Exercise aim
Your answer must be the lines of the entries below, exactly as written, from the first line through the line containing "use crate::fixtures::FixtureError;".

Excerpted data
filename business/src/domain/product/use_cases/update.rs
use async_trait::async_trait;

use crate::domain::product::errors::ProductError;
use crate::domain::product::model::Product;
use crate::domain::product::value_objects::{ProductCode, ProductDate, ProductId, ProductImage};

#[derive(Debug)]
pub struct UpdateProductParams {
    pub id: ProductId,
    pub name: String,
    pub product_code: ProductCode,
    pub date: ProductDate,
    pub image: ProductImage,
}

impl From<Product> for UpdateProductParams {
    fn from(product: Product) -> Self {
        Self {
            id: product.id,
            name: product.name,
            product_code: product.product_code,
            date: product.date,
            image: product.image,
        }
    }
}

#[async_trait]
pub trait UpdateProductUseCase: Send + Sync {
    async fn execute(&self, params: UpdateProductParams) -> Result<Product, ProductError>;
}
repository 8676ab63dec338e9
use serde::Deserialize;

use business::domain::product::model::Product;
use business::domain::product::value_objects::{
    ProductCode, ProductDate, ProductId, ProductImage,
};

use crate::fixtures::FixtureError;

/// Serialized shape of a seeded catalog entry.
#[derive(Debug, Deserialize)]
pub struct ProductEntity {
    pub id: i64,
    pub name: String,
    pub product_code: u64,
    pub date: String,
    pub image: String,
}

impl ProductEntity {
    pub fn into_domain(self) -> Result<Product, FixtureError> {
        let date = self
            .date
            .parse::<ProductDate>()
            .map_err(|_| FixtureError::InvalidDate(self.date.clone()))?;

        Ok(Product::from_repository(
            ProductId::new(self.id),
            self.name,
            ProductCode::new(self.product_code),
            date,
            ProductImage::new(self.image),
        ))
    }
}
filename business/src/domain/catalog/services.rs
use async_trait::async_trait;

use crate::domain::product::value_objects::ProductImage;

/// An image chosen in the add dialog's file picker, as uploaded by the browser.
///
/// `file_name` is only a hint for type detection and logging; it is never
/// opened on the server.
#[derive(Debug, Clone)]
pub struct ImageFile {
    pub file_name: String,
    pub bytes: Vec<u8>,
}

#[derive(Debug, thiserror::Error)]
pub enum ImageReadError {
    #[error("image.not_an_image")]
    NotAnImage,
}

/// Service port turning a selected file into a self-contained data URI.
#[async_trait]
pub trait ImageReaderService: Send + Sync {
    async fn read_as_data_uri(&self, file: ImageFile) -> Result<ProductImage, ImageReadError>;
}
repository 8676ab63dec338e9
use std::sync::Arc;

use async_trait::async_trait;

use crate::domain::catalog::dialog::{
    ActiveDialog, EditDraftEdit, SharedDialogState, apply_product_edit,
};
use crate::domain::catalog::errors::DialogError;
use crate::domain::catalog::use_cases::edit_product_dialog::{
    EditProductDialogUseCase, OpenEditDialogParams,
};
use crate::domain::logger::Logger;
use crate::domain::product::errors::ProductError;
use crate::domain::product::use_cases::get_by_id::{GetProductByIdParams, GetProductByIdUseCase};
use crate::domain::product::use_cases::update::{UpdateProductParams, UpdateProductUseCase};

pub struct EditProductDialogUseCaseImpl {
    pub state: SharedDialogState,
    pub get_by_id_use_case: Arc<dyn GetProductByIdUseCase>,
    pub update_use_case: Arc<dyn UpdateProductUseCase>,
    pub logger: Arc<dyn Logger>,
}

#[async_trait]
impl EditProductDialogUseCase for EditProductDialogUseCaseImpl {
    async fn open(&self, params: OpenEditDialogParams) -> Result<ActiveDialog, DialogError> {
        let mut state = self.state.lock().await;
        let product = self
            .get_by_id_use_case
            .execute(GetProductByIdParams { id: params.id })
            .await?;

        // The dialog works on its own copy; the list only changes on confirm.
        state.open_edit(product)?;
        self.logger
            .debug(&format!("Edit dialog opened for product {}", params.id));
        Ok(state.active().clone())
    }

    async fn edit(&self, params: EditDraftEdit) -> Result<ActiveDialog, DialogError> {
        let mut state = self.state.lock().await;
        apply_product_edit(state.edit_selection_mut()?, params)?;
        Ok(state.active().clone())
    }

    async fn confirm(&self) -> Result<ActiveDialog, DialogError> {
        let mut state = self.state.lock().await;
        let selected = state.edit_selection_mut()?.clone();
        let id = selected.id;

        let result = self
            .update_use_case
            .execute(UpdateProductParams::from(selected))
            .await;
        state.close();

        match result {
            Ok(_) => self.logger.info(&format!("Edit dialog updated product {}", id)),
            Err(ProductError::NotFound) => self.logger.warn(&format!(
                "Edit dialog closed without changes: product {} no longer exists",
                id
            )),
            Err(other) => return Err(other.into()),
        }

        Ok(state.active().clone())
    }

    async fn cancel(&self) -> Result<ActiveDialog, DialogError> {
        let mut state = self.state.lock().await;
        state.edit_selection_mut()?;
        state.close();
        self.logger.debug("Edit dialog cancelled");
        Ok(state.active().clone())
    }
}
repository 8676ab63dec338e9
use std::sync::Arc;

use async_trait::async_trait;

use crate::domain::logger::Logger;
use crate::domain::product::errors::ProductError;
use crate::domain::product::model::Product;
use crate::domain::product::repository::ProductRepository;
use crate::domain::product::use_cases::get_by_id::{GetProductByIdParams, GetProductByIdUseCase};

pub struct GetProductByIdUseCaseImpl {
    pub repository: Arc<dyn ProductRepository>,
    pub logger: Arc<dyn Logger>,
}

#[async_trait]
impl GetProductByIdUseCase for GetProductByIdUseCaseImpl {
    async fn execute(&self, params: GetProductByIdParams) -> Result<Product, ProductError> {
        self.logger
            .debug(&format!("Fetching product by id: {}", params.id));

        let product = self
            .repository
            .get_by_id(params.id)
            .await
            .map_err(ProductError::from_lookup)?;

        Ok(product)
    }
}
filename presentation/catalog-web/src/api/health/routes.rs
use chrono::Utc;
use poem_openapi::{Object, OpenApi, payload::Json};
use serde::{Deserialize, Serialize};

use crate::api::tags::ApiTags;

#[derive(Debug, Clone, Serialize, Deserialize, Object)]
pub struct HealthCheckResponse {
    /// Service status
    pub status: String,
    /// Current server timestamp
    pub timestamp: String,
    /// Service version
    pub version: String,
}

pub struct HealthApi;

impl HealthApi {
    pub fn new() -> Self {
        Self
    }
}

#[OpenApi]
impl HealthApi {
    /// Liveness probe
    ///
    /// Returns "healthy" with the server time while the process is serving requests.
    #[oai(path = "/health", method = "get", tag = "ApiTags::Health")]
    async fn health_check(&self) -> Json<HealthCheckResponse> {
        Json(HealthCheckResponse {
            status: "healthy".to_string(),
            timestamp: Utc::now().to_rfc3339(),
            version: env!("CARGO_PKG_VERSION").to_string(),
        })
    }
}
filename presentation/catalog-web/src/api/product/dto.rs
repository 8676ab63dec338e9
use poem_openapi::Object;
use serde::{Deserialize, Serialize};

use business::domain::product::model::Product;

#[derive(Debug, Clone, PartialEq, Serialize, Deserialize, Object)]
pub struct ProductResponse {
    pub id: i64,
    pub name: String,
    pub product_code: u64,
    /// Date as dd.MM.yyyy
    pub date: String,
    /// Remote URL or data URI
    pub image: String,
}

impl From<Product> for ProductResponse {
    fn from(product: Product) -> Self {
        Self {
            id: product.id.value(),
            name: product.name,
            product_code: product.product_code.value(),
            date: product.date.to_string(),
            image: product.image.as_str().to_string(),
        }
    }
}
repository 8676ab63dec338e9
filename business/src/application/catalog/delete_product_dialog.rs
use std::sync::Arc;

use async_trait::async_trait;

use crate::domain::catalog::dialog::{ActiveDialog, SharedDialogState};
use crate::domain::catalog::errors::DialogError;
use crate::domain::catalog::use_cases::delete_product_dialog::{
    DeleteProductDialogUseCase, OpenDeleteDialogParams,
};
use crate::domain::logger::Logger;
use crate::domain::product::errors::ProductError;
use crate::domain::product::use_cases::delete::{DeleteProductParams, DeleteProductUseCase};
use crate::domain::product::use_cases::get_by_id::{GetProductByIdParams, GetProductByIdUseCase};

pub struct DeleteProductDialogUseCaseImpl {
    pub state: SharedDialogState,
    pub get_by_id_use_case: Arc<dyn GetProductByIdUseCase>,
    pub delete_use_case: Arc<dyn DeleteProductUseCase>,
    pub logger: Arc<dyn Logger>,
}

#[async_trait]
impl DeleteProductDialogUseCase for DeleteProductDialogUseCaseImpl {
    async fn open(&self, params: OpenDeleteDialogParams) -> Result<ActiveDialog, DialogError> {
        let mut state = self.state.lock().await;
        let product = self
            .get_by_id_use_case
            .execute(GetProductByIdParams { id: params.id })
            .await?;

        state.open_delete(product)?;
        self.logger
            .debug(&format!("Delete dialog opened for product {}", params.id));
        Ok(state.active().clone())
    }

    async fn confirm(&self) -> Result<ActiveDialog, DialogError> {
        let mut state = self.state.lock().await;
        let id = state.delete_selection()?.id;

        let result = self
            .delete_use_case
            .execute(DeleteProductParams { id })
            .await;
        state.close();

        match result {
            Ok(()) => self.logger.info(&format!("Delete dialog removed product {}", id)),
            Err(ProductError::NotFound) => self.logger.warn(&format!(
                "Delete dialog closed without changes: product {} no longer exists",
                id
            )),
            Err(other) => return Err(other.into()),
        }

        Ok(state.active().clone())
    }

    async fn cancel(&self) -> Result<ActiveDialog, DialogError> {
        let mut state = self.state.lock().await;
        state.delete_selection()?;
        state.close();
        self.logger.debug("Delete dialog cancelled");
        Ok(state.active().clone())
    }
}
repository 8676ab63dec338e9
pub mod dto;
pub mod error_mapper;
pub mod routes;
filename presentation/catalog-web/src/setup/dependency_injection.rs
use std::sync::Arc;

use logger::TracingLogger;
use media::image_reader::ImageReaderBase64;
use persistence::fixtures;
use persistence::product::repository::ProductRepositoryInMemory;

use business::application::catalog::add_product_dialog::AddProductDialogUseCaseImpl;
use business::application::catalog::delete_product_dialog::DeleteProductDialogUseCaseImpl;
use business::application::catalog::edit_product_dialog::EditProductDialogUseCaseImpl;
use business::application::catalog::get_active_dialog::GetActiveDialogUseCaseImpl;
use business::application::product::create::CreateProductUseCaseImpl;
use business::application::product::delete::DeleteProductUseCaseImpl;
use business::application::product::get_all::GetAllProductsUseCaseImpl;
use business::application::product::get_by_id::GetProductByIdUseCaseImpl;
use business::application::product::update::UpdateProductUseCaseImpl;
use business::domain::catalog::dialog::DialogState;

use crate::api::dialog::routes::DialogApi;
use crate::api::health::routes::HealthApi;
use crate::api::page::routes::PageState;
use crate::api::product::routes::ProductApi;
use crate::config::catalog_config::CatalogConfig;

pub struct DependencyContainer {
    pub health_api: HealthApi,
    pub product_api: ProductApi,
    pub dialog_api: DialogApi,
    pub page_state: PageState,
}

impl DependencyContainer {
    pub fn new(config: &CatalogConfig) -> anyhow::Result<Self> {
        let logger = Arc::new(TracingLogger);
        let health_api = HealthApi::new();

        // Infrastructure adapters
        let product_repository = if config.seed_fixtures {
            let products = fixtures::load_default()?;
            tracing::info!("Seeding catalog with {} products", products.len());
            Arc::new(ProductRepositoryInMemory::with_products(products))
        } else {
            Arc::new(ProductRepositoryInMemory::new())
        };
        let image_reader = Arc::new(ImageReaderBase64::new());
        let dialog_state = DialogState::shared();

        // Product use cases
        let create_use_case = Arc::new(CreateProductUseCaseImpl {
            repository: product_repository.clone(),
            logger: logger.clone(),
        });
        let get_all_use_case = Arc::new(GetAllProductsUseCaseImpl {
            repository: product_repository.clone(),
            logger: logger.clone(),
        });
        let get_by_id_use_case = Arc::new(GetProductByIdUseCaseImpl {
            repository: product_repository.clone(),
            logger: logger.clone(),
        });
        let update_use_case = Arc::new(UpdateProductUseCaseImpl {
            repository: product_repository.clone(),
            logger: logger.clone(),
        });
        let delete_use_case = Arc::new(DeleteProductUseCaseImpl {
            repository: product_repository,
            logger: logger.clone(),
        });

        // Dialog use cases
        let add_dialog_use_case = Arc::new(AddProductDialogUseCaseImpl {
            state: dialog_state.clone(),
            create_use_case,
            image_reader,
            logger: logger.clone(),
        });
        let edit_dialog_use_case = Arc::new(EditProductDialogUseCaseImpl {
            state: dialog_state.clone(),
            get_by_id_use_case: get_by_id_use_case.clone(),
            update_use_case,
            logger: logger.clone(),
        });
        let delete_dialog_use_case = Arc::new(DeleteProductDialogUseCaseImpl {
            state: dialog_state.clone(),
            get_by_id_use_case,
            delete_use_case,
            logger,
        });
        let get_active_dialog_use_case = Arc::new(GetActiveDialogUseCaseImpl {
            state: dialog_state,
        });

        let product_api = ProductApi::new(get_all_use_case.clone());
        let dialog_api = DialogApi::new(
            add_dialog_use_case,
            edit_dialog_use_case,
            delete_dialog_use_case,
            get_active_dialog_use_case.clone(),
        );
        let page_state = PageState {
            get_all_use_case,
            get_active_use_case: get_active_dialog_use_case,
        };

        Ok(Self {
            health_api,
            product_api,
            dialog_api,
            page_state,
        })
    }
}
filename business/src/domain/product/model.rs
use super::errors::ProductError;
use super::value_objects::{ProductCode, ProductDate, ProductId, ProductImage, digits_only};

#[derive(Debug, Clone, PartialEq)]
pub struct Product {
    pub id: ProductId,
    pub name: String,
    pub product_code: ProductCode,
    pub date: ProductDate,
    pub image: ProductImage,
}

/// Raw input for a new catalog entry, as collected by the add dialog.
#[derive(Debug, Clone, Default)]
pub struct NewProductProps {
    pub name: String,
    pub product_code: String,
    pub date: Option<ProductDate>,
    pub image: Option<ProductImage>,
}

/// The four mutable fields of a product, all present.
#[derive(Debug, Clone, PartialEq)]
pub struct ProductFields {
    pub name: String,
    pub product_code: ProductCode,
    pub date: ProductDate,
    pub image: ProductImage,
}

impl TryFrom<NewProductProps> for ProductFields {
    type Error = ProductError;

    fn try_from(props: NewProductProps) -> Result<Self, Self::Error> {
        let code_digits = digits_only(&props.product_code);

        if props.name.trim().is_empty() || code_digits.is_empty() {
            return Err(ProductError::Validation);
        }

        let date = props.date.ok_or(ProductError::Validation)?;
        let image = props
            .image
            .filter(|image| !image.is_empty())
            .ok_or(ProductError::Validation)?;

        Ok(Self {
            name: props.name,
            product_code: ProductCode::from_digits(&code_digits),
            date,
            image,
        })
    }
}

impl Product {
    pub fn new(id: ProductId, fields: ProductFields) -> Self {
        Self {
            id,
            name: fields.name,
            product_code: fields.product_code,
            date: fields.date,
            image: fields.image,
        }
    }

    /// Constructor for data already held by the repository (no validation).
    pub fn from_repository(
        id: ProductId,
        name: String,
        product_code: ProductCode,
        date: ProductDate,
        image: ProductImage,
    ) -> Self {
        Self {
            id,
            name,
            product_code,
            date,
            image,
        }
    }

    /// Replaces every mutable field. The id is untouched.
    pub fn apply(&mut self, fields: ProductFields) {
        self.name = fields.name;
        self.product_code = fields.product_code;
        self.date = fields.date;
        self.image = fields.image;
    }
}
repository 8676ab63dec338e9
use std::sync::Arc;

use poem_openapi::{OpenApi, payload::Json};

use business::domain::product::use_cases::get_all::GetAllProductsUseCase;

use crate::api::error::{ErrorResponse, IntoErrorResponse};
use crate::api::product::dto::ProductResponse;
use crate::api::tags::ApiTags;

pub struct ProductApi {
    get_all_use_case: Arc<dyn GetAllProductsUseCase>,
}

impl ProductApi {
    pub fn new(get_all_use_case: Arc<dyn GetAllProductsUseCase>) -> Self {
        Self { get_all_use_case }
    }
}

#[OpenApi]
impl ProductApi {
    /// List the catalog
    ///
    /// Returns every product in display order.
    #[oai(path = "/products", method = "get", tag = "ApiTags::Catalog")]
    async fn get_all_products(&self) -> GetAllProductsResponse {
        match self.get_all_use_case.execute().await {
            Ok(products) => {
                let responses: Vec<ProductResponse> =
                    products.into_iter().map(|p| p.into()).collect();
                GetAllProductsResponse::Ok(Json(responses))
            }
            Err(err) => {
                let (_status, json) = err.into_error_response();
                GetAllProductsResponse::InternalError(json)
            }
        }
    }
}

#[derive(poem_openapi::ApiResponse)]
pub enum GetAllProductsResponse {
    #[oai(status = 200)]
    Ok(Json<Vec<ProductResponse>>),
    #[oai(status = 500)]
    InternalError(Json<ErrorResponse>),
}
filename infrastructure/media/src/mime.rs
//! Image type detection from file contents.

const PNG: &[u8] = &[0x89, b'P', b'N', b'G', 0x0D, 0x0A, 0x1A, 0x0A];
const JPEG: &[u8] = &[0xFF, 0xD8, 0xFF];
const ICO: &[u8] = &[0x00, 0x00, 0x01, 0x00];

/// Returns the image MIME type for `bytes`, or `None` if they are not an image.
///
/// Binary formats are recognised by their magic numbers. SVG has none, so it
/// is accepted only for `.svg` files whose text opens like an SVG document.
pub fn sniff_image_mime(bytes: &[u8], file_name: &str) -> Option<&'static str> {
    if bytes.starts_with(PNG) {
        return Some("image/png");
    }
    if bytes.starts_with(JPEG) {
        return Some("image/jpeg");
    }
    if bytes.starts_with(b"GIF87a") || bytes.starts_with(b"GIF89a") {
        return Some("image/gif");
    }
    if bytes.len() >= 12 && &bytes[0..4] == b"RIFF" && &bytes[8..12] == b"WEBP" {
        return Some("image/webp");
    }
    if bytes.len() >= 12
        && &bytes[4..8] == b"ftyp"
        && (&bytes[8..12] == b"avif" || &bytes[8..12] == b"avis")
    {
        return Some("image/avif");
    }
    if bytes.starts_with(b"BM") && bytes.len() >= 14 {
        return Some("image/bmp");
    }
    if bytes.starts_with(ICO) {
        return Some("image/x-icon");
    }
    if looks_like_svg(bytes, file_name) {
        return Some("image/svg+xml");
    }
    None
}

fn looks_like_svg(bytes: &[u8], file_name: &str) -> bool {
    if !file_name.to_ascii_lowercase().ends_with(".svg") {
        return false;
    }
    let Ok(text) = std::str::from_utf8(bytes) else {
        return false;
    };
    let head = text.trim_start_matches('\u{feff}').trim_start();
    head.starts_with("<svg") || head.starts_with("<?xml")
}
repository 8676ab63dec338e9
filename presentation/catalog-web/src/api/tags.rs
use poem_openapi::Tags;

#[derive(Debug, Tags)]
pub enum ApiTags {
    Health,
    Catalog,
}
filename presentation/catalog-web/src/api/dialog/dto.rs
use poem_openapi::{Enum, Object};
use serde::{Deserialize, Serialize};

use business::domain::catalog::dialog::{ActiveDialog, AddDialog, AddDraftEdit, EditDraftEdit};

use crate::api::product::dto::ProductResponse;

#[derive(Debug, Clone, Copy, PartialEq, Serialize, Deserialize, Enum)]
pub enum DialogKindDto {
    #[oai(rename = "closed")]
    Closed,
    #[oai(rename = "add")]
    Add,
    #[oai(rename = "edit")]
    Edit,
    #[oai(rename = "delete")]
    Delete,
}

/// Add dialog contents as the user sees them.
#[derive(Debug, Clone, PartialEq, Object)]
pub struct AddDialogDto {
    pub name: String,
    /// Digits only
    pub product_code: String,
    /// Date as dd.MM.yyyy
    pub date: Option<String>,
    /// Data URI of the selected image
    pub image: Option<String>,
    /// A selected file is still being read
    pub image_pending: bool,
    /// Inline validation message
    pub error: Option<String>,
}

impl From<AddDialog> for AddDialogDto {
    fn from(dialog: AddDialog) -> Self {
        let draft = dialog.draft;
        Self {
            name: draft.name,
            product_code: draft.product_code,
            date: draft.date.map(|d| d.to_string()),
            image: draft.image.map(|i| i.as_str().to_string()),
            image_pending: draft.image_pending,
            error: dialog.error,
        }
    }
}

/// Snapshot of the dialog currently shown over the catalog.
#[derive(Debug, Clone, PartialEq, Object)]
pub struct DialogResponse {
    pub kind: DialogKindDto,
    pub add: Option<AddDialogDto>,
    /// Working copy of the product being edited
    pub edit: Option<ProductResponse>,
    /// Product awaiting delete confirmation
    pub delete: Option<ProductResponse>,
}

impl From<ActiveDialog> for DialogResponse {
    fn from(active: ActiveDialog) -> Self {
        let closed = Self {
            kind: DialogKindDto::Closed,
            add: None,
            edit: None,
            delete: None,
        };
        match active {
            ActiveDialog::Closed => closed,
            ActiveDialog::Add(dialog) => Self {
                kind: DialogKindDto::Add,
                add: Some(dialog.into()),
                ..closed
            },
            ActiveDialog::Edit(product) => Self {
                kind: DialogKindDto::Edit,
                edit: Some(product.into()),
                ..closed
            },
            ActiveDialog::Delete(product) => Self {
                kind: DialogKindDto::Delete,
                delete: Some(product.into()),
                ..closed
            },
        }
    }
}

/// Field changes for the add draft. Omitted fields are left as they are.
#[derive(Debug, Clone, Object)]
pub struct AddDraftRequest {
    pub name: Option<String>,
    /// Non-digits are dropped
    pub product_code: Option<String>,
    /// dd.MM.yyyy or yyyy-MM-dd; empty clears the date
    pub date: Option<String>,
}

impl From<AddDraftRequest> for AddDraftEdit {
    fn from(request: AddDraftRequest) -> Self {
        Self {
            name: request.name,
            product_code: request.product_code,
            date: request.date,
        }
    }
}

/// Field changes for the product being edited.
#[derive(Debug, Clone, Object)]
pub struct EditDraftRequest {
    pub name: Option<String>,
    /// Non-digits are dropped; no digits stores 0
    pub product_code: Option<String>,
    /// dd.MM.yyyy or yyyy-MM-dd
    pub date: Option<String>,
    /// Image source text, stored as typed
    pub image: Option<String>,
}

impl From<EditDraftRequest> for EditDraftEdit {
    fn from(request: EditDraftRequest) -> Self {
        Self {
            name: request.name,
            product_code: request.product_code,
            date: request.date,
            image: request.image,
        }
    }
}
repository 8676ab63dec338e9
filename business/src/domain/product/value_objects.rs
use chrono::NaiveDate;
use serde::{Deserialize, Serialize};

/// Display format for catalog dates, e.g. `16.04.2024`.
pub const DATE_DISPLAY_FORMAT: &str = "%d.%m.%Y";

/// Format produced by HTML date pickers, e.g. `2024-04-16`.
pub const DATE_PICKER_FORMAT: &str = "%Y-%m-%d";

/// Unique catalog identifier. Issued once and never reused.
#[derive(Debug, Clone, Copy, PartialEq, Eq, Hash, PartialOrd, Ord, Serialize, Deserialize)]
#[serde(transparent)]
pub struct ProductId(i64);

impl ProductId {
    pub fn new(id: i64) -> Self {
        Self(id)
    }

    pub fn value(&self) -> i64 {
        self.0
    }
}

impl std::fmt::Display for ProductId {
    fn fmt(&self, f: &mut std::fmt::Formatter<'_>) -> std::fmt::Result {
        write!(f, "{}", self.0)
    }
}

impl From<i64> for ProductId {
    fn from(id: i64) -> Self {
        Self(id)
    }
}

/// Strips every character that is not an ASCII digit.
pub fn digits_only(raw: &str) -> String {
    raw.chars().filter(|c| c.is_ascii_digit()).collect()
}

/// Non-negative numeric product code.
#[derive(Debug, Clone, Copy, PartialEq, Eq, Hash, Default, Serialize, Deserialize)]
#[serde(transparent)]
pub struct ProductCode(u64);

impl ProductCode {
    pub fn new(code: u64) -> Self {
        Self(code)
    }

    pub fn value(&self) -> u64 {
        self.0
    }

    /// Parses free text into a code after dropping non-digits.
    ///
    /// An empty result falls back to `0`; values past `u64::MAX` saturate.
    pub fn from_digits(raw: &str) -> Self {
        let digits = digits_only(raw);
        if digits.is_empty() {
            return Self(0);
        }
        Self(digits.parse::<u64>().unwrap_or(u64::MAX))
    }
}

impl std::fmt::Display for ProductCode {
    fn fmt(&self, f: &mut std::fmt::Formatter<'_>) -> std::fmt::Result {
        write!(f, "{}", self.0)
    }
}

/// Calendar date a product was added to the catalog.
#[derive(Debug, Clone, Copy, PartialEq, Eq, PartialOrd, Ord)]
pub struct ProductDate(NaiveDate);

impl ProductDate {
    pub fn new(date: NaiveDate) -> Self {
        Self(date)
    }

    pub fn date(&self) -> NaiveDate {
        self.0
    }

    /// Value suitable for an `<input type="date">`.
    pub fn to_picker_value(&self) -> String {
        self.0.format(DATE_PICKER_FORMAT).to_string()
    }
}

impl std::fmt::Display for ProductDate {
    fn fmt(&self, f: &mut std::fmt::Formatter<'_>) -> std::fmt::Result {
        write!(f, "{}", self.0.format(DATE_DISPLAY_FORMAT))
    }
}

impl std::str::FromStr for ProductDate {
    type Err = String;

    fn from_str(s: &str) -> Result<Self, Self::Err> {
        let trimmed = s.trim();
        NaiveDate::parse_from_str(trimmed, DATE_DISPLAY_FORMAT)
            .or_else(|_| NaiveDate::parse_from_str(trimmed, DATE_PICKER_FORMAT))
            .map(Self)
            .map_err(|_| format!("Invalid product date: {}", s))
    }
}

#[derive(Debug, Clone, Copy, PartialEq, Eq)]
pub enum ImageKind {
    /// `http://` or `https://` address.
    Remote,
    /// Self-contained `data:` URI.
    Embedded,
    /// Free text that is neither; edit dialogs accept it as typed.
    Other,
}

/// Image source: a remote URL or an inlined data URI.
#[derive(Debug, Clone, PartialEq, Eq)]
pub struct ProductImage(String);

impl ProductImage {
    pub fn new(source: impl Into<String>) -> Self {
        Self(source.into())
    }

    pub fn as_str(&self) -> &str {
        &self.0
    }

    pub fn is_empty(&self) -> bool {
        self.0.trim().is_empty()
    }

    pub fn kind(&self) -> ImageKind {
        let source = self.0.trim_start();
        if source.starts_with("data:") {
            ImageKind::Embedded
        } else if source.starts_with("http://") || source.starts_with("https://") {
            ImageKind::Remote
        } else {
            ImageKind::Other
        }
    }
}

impl std::fmt::Display for ProductImage {
    fn fmt(&self, f: &mut std::fmt::Formatter<'_>) -> std::fmt::Result {
        write!(f, "{}", self.0)
    }
}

Output for this exercise
filename business/src/domain/product/use_cases/update.rs
use async_trait::async_trait;

use crate::domain::product::errors::ProductError;
use crate::domain::product::model::Product;
use crate::domain::product::value_objects::{ProductCode, ProductDate, ProductId, ProductImage};

#[derive(Debug)]
pub struct UpdateProductParams {
    pub id: ProductId,
    pub name: String,
    pub product_code: ProductCode,
    pub date: ProductDate,
    pub image: ProductImage,
}

impl From<Product> for UpdateProductParams {
    fn from(product: Product) -> Self {
        Self {
            id: product.id,
            name: product.name,
            product_code: product.product_code,
            date: product.date,
            image: product.image,
        }
    }
}

#[async_trait]
pub trait UpdateProductUseCase: Send + Sync {
    async fn execute(&self, params: UpdateProductParams) -> Result<Product, ProductError>;
}
repository 8676ab63dec338e9
use serde::Deserialize;

use business::domain::product::model::Product;
use business::domain::product::value_objects::{
    ProductCode, ProductDate, ProductId, ProductImage,
};

use crate::fixtures::FixtureError;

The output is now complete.